### ABOUT THIS EXERCISE:
Using the data below, copy every line that contains the word "parse".

### MATERIAL PROVIDED:
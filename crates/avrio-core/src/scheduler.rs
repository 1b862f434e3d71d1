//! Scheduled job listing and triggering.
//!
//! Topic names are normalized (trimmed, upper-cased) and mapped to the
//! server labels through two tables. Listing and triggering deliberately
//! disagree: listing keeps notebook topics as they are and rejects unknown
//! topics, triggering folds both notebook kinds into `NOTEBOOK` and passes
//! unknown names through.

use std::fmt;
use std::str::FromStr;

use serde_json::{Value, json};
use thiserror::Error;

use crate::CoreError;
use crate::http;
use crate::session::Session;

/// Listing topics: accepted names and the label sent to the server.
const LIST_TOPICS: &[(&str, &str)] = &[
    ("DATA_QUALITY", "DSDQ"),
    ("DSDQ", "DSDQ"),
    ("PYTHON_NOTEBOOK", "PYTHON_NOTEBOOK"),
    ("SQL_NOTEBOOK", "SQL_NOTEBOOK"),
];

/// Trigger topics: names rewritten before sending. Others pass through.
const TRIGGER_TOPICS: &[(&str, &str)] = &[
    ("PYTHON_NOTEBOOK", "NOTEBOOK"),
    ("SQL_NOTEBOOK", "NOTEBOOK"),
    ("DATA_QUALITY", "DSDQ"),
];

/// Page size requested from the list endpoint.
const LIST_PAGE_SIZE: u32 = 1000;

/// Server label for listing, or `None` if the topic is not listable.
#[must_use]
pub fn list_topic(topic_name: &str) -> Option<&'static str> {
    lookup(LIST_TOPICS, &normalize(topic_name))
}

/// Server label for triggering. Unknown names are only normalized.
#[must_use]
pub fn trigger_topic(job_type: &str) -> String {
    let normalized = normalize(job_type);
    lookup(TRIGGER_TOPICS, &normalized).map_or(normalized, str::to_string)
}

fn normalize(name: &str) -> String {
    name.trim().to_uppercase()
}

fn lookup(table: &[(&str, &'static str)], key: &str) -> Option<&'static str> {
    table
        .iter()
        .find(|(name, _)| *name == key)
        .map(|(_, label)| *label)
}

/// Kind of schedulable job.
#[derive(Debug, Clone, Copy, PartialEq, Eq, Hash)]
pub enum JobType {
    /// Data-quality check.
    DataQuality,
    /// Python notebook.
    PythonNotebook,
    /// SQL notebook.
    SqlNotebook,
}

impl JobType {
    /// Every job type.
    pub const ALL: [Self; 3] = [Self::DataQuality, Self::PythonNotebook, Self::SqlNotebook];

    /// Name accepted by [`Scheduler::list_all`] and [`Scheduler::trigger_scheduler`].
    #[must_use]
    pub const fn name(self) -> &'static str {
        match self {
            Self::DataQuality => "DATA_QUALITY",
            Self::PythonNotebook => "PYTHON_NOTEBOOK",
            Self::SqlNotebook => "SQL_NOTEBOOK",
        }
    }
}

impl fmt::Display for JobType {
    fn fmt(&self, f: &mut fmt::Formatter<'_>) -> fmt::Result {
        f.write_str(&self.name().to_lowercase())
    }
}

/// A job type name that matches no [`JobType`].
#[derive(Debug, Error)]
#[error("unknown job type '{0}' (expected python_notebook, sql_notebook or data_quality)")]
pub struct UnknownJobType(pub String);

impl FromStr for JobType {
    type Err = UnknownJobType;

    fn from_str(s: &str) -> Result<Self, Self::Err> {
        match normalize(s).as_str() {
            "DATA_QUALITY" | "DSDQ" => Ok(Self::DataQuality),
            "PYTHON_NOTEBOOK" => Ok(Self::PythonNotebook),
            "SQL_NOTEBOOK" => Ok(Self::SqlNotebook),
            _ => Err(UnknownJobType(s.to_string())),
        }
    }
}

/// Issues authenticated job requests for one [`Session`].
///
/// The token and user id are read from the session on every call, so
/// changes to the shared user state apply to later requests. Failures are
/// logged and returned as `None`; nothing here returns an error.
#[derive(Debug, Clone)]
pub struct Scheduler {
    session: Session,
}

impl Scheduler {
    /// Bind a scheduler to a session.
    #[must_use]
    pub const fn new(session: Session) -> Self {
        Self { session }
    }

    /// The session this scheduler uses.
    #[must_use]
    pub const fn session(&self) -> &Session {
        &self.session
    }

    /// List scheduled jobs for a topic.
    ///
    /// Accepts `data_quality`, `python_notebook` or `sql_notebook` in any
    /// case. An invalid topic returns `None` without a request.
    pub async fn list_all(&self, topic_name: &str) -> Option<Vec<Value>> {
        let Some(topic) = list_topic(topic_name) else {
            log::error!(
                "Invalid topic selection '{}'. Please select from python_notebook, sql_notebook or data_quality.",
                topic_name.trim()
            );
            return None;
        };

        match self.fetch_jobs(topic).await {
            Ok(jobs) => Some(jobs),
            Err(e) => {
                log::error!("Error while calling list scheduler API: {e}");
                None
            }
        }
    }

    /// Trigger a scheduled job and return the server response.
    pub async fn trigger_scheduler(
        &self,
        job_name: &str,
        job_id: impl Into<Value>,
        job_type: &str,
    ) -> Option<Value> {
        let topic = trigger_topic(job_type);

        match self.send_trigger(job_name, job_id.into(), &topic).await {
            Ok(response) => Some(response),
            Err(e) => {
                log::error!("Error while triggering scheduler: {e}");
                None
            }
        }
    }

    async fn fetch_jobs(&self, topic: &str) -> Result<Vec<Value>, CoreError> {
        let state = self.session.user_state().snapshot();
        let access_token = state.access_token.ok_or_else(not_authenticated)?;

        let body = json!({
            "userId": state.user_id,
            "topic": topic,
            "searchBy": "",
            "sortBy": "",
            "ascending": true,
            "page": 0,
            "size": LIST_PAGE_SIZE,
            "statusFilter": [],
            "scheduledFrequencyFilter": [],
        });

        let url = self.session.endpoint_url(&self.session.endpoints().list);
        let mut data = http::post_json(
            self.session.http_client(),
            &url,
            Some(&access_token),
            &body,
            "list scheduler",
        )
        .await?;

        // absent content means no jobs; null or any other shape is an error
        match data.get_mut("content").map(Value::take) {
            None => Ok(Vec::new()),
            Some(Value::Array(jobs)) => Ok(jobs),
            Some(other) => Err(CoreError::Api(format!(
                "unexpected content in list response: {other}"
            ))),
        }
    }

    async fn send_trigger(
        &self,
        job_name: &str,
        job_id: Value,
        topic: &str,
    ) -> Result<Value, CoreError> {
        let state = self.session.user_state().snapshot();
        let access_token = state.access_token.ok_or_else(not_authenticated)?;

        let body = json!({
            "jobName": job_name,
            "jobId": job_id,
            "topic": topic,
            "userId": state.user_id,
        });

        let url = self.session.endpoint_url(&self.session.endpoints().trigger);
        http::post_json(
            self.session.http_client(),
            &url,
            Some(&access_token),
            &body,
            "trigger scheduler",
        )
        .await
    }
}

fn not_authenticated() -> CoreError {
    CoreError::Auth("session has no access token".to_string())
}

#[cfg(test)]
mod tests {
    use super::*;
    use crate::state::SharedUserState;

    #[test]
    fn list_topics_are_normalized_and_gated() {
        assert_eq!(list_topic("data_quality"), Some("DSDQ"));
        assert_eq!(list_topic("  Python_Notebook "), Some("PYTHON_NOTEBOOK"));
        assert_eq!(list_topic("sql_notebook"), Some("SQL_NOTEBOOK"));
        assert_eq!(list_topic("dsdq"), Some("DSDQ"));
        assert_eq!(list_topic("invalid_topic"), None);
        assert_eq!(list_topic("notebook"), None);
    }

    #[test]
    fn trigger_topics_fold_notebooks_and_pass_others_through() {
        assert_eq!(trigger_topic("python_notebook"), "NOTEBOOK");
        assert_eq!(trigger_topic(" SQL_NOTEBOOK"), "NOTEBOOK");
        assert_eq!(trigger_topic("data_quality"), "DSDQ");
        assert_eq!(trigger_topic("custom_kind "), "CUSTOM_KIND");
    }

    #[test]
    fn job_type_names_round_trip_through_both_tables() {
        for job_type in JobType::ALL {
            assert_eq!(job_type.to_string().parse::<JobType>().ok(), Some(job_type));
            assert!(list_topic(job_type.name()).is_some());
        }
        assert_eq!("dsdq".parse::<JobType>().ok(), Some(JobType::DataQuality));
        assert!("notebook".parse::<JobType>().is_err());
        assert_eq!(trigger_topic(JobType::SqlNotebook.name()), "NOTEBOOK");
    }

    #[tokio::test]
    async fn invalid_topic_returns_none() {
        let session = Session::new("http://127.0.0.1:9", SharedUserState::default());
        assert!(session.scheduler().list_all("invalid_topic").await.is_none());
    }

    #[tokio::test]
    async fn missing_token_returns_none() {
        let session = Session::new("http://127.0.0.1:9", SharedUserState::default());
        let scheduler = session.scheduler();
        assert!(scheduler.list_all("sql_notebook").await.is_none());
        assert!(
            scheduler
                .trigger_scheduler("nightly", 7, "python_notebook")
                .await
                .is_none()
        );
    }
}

### SOLUTION TO THIS EXERCISE:
            assert_eq!(job_type.to_string().parse::<JobType>().ok(), Some(job_type));
        assert_eq!("dsdq".parse::<JobType>().ok(), Some(JobType::DataQuality));
        assert!("notebook".parse::<JobType>().is_err());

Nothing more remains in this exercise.